*** Opening Data provided ***
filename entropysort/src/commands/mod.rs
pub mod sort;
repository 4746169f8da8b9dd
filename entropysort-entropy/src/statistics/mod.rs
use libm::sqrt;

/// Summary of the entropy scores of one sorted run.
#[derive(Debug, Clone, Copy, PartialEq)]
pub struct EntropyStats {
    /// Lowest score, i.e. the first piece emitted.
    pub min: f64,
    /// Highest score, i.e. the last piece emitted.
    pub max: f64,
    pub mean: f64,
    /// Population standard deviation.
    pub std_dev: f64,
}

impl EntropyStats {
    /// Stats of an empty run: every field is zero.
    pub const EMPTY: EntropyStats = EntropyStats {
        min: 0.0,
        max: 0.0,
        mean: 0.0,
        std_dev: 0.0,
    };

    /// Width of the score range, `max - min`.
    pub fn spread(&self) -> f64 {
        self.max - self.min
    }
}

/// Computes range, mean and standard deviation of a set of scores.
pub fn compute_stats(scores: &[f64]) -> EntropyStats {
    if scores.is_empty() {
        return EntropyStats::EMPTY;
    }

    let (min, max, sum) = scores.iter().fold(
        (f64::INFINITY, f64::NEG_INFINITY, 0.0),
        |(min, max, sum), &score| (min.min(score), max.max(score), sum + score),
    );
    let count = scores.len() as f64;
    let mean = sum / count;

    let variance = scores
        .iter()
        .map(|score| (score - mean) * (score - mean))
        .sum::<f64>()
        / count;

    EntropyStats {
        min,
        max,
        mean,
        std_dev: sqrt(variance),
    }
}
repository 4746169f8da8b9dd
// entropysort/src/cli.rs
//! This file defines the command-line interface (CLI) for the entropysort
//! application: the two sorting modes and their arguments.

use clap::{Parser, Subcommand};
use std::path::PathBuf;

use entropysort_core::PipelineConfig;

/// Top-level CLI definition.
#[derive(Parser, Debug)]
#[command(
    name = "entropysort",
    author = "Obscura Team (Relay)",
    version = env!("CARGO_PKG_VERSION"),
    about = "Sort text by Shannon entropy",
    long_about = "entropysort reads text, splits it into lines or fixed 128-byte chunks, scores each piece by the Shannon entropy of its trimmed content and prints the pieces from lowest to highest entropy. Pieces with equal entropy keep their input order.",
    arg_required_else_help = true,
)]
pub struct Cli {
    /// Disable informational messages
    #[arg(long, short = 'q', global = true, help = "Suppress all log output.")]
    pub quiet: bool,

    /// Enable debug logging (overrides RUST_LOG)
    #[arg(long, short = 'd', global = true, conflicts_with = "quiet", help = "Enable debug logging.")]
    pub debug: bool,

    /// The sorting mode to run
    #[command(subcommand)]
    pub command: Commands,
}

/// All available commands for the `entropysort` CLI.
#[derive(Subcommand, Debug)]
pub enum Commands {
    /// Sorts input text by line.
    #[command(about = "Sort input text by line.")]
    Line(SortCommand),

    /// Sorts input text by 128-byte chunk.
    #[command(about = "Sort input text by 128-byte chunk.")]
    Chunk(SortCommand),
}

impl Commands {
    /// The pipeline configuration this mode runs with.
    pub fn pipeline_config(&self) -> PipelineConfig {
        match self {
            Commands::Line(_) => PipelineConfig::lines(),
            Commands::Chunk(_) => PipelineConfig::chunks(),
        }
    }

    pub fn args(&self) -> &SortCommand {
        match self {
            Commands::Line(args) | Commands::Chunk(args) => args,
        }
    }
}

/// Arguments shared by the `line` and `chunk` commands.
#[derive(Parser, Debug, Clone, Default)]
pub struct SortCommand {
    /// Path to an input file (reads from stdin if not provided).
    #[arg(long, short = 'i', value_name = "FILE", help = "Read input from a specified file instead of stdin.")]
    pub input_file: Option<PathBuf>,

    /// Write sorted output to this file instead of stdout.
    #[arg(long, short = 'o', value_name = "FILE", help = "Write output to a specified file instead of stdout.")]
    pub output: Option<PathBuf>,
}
*** Closing Data provided ***
*** Opening Data provided ***
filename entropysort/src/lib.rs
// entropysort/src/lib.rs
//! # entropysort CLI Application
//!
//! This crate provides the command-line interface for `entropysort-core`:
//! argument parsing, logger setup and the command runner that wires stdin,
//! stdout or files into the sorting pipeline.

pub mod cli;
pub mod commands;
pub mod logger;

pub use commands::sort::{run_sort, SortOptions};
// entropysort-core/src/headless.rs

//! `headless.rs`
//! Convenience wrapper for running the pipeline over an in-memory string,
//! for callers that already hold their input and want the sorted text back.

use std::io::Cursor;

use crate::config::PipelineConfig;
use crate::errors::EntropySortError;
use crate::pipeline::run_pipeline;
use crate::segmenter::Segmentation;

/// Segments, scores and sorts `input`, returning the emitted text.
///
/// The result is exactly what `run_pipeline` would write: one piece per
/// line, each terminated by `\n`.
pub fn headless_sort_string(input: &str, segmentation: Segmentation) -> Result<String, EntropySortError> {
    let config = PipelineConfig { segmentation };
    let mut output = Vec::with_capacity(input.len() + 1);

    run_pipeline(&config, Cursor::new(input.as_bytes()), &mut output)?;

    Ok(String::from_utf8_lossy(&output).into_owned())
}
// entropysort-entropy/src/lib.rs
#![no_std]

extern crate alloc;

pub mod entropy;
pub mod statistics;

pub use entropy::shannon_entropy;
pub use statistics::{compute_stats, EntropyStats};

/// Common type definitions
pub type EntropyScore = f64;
*** Closing Data provided ***
*** Opening Data provided ***
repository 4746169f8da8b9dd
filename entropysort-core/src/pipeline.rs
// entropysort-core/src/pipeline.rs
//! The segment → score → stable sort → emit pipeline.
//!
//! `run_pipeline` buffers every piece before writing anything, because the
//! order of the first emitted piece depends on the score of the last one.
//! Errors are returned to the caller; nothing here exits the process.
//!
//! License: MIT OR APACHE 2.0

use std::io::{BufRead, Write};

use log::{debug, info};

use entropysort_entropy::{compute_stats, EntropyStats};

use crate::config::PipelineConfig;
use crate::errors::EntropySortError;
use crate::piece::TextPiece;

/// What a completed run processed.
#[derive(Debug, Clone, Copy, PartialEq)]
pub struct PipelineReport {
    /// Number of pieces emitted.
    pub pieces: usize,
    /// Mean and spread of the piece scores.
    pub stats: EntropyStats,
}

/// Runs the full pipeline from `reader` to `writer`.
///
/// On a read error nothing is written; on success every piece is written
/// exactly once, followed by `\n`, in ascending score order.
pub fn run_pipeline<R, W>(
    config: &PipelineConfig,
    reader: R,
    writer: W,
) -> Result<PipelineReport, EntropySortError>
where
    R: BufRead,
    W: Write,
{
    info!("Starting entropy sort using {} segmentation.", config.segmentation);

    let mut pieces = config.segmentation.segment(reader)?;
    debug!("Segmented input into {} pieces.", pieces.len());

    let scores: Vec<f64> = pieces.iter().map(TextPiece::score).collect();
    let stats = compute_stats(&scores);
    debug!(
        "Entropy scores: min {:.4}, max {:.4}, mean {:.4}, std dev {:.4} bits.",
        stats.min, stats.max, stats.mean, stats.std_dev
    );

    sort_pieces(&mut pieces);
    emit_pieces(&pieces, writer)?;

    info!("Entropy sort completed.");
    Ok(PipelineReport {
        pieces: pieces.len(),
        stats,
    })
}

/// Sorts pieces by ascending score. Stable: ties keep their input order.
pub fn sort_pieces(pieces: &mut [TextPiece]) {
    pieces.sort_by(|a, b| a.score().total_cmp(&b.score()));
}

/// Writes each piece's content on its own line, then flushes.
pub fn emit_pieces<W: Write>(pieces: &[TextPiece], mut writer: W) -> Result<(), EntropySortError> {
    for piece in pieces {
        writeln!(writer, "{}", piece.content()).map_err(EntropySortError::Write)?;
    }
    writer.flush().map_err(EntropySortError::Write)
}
*** Closing Data provided ***
→ Assigned task
With "self" as the string to find, copy every line of the records that holds it.

→ Worked solution
    pub fn spread(&self) -> f64 {
        self.max - self.min
    pub fn pipeline_config(&self) -> PipelineConfig {
        match self {
    pub fn args(&self) -> &SortCommand {
        match self {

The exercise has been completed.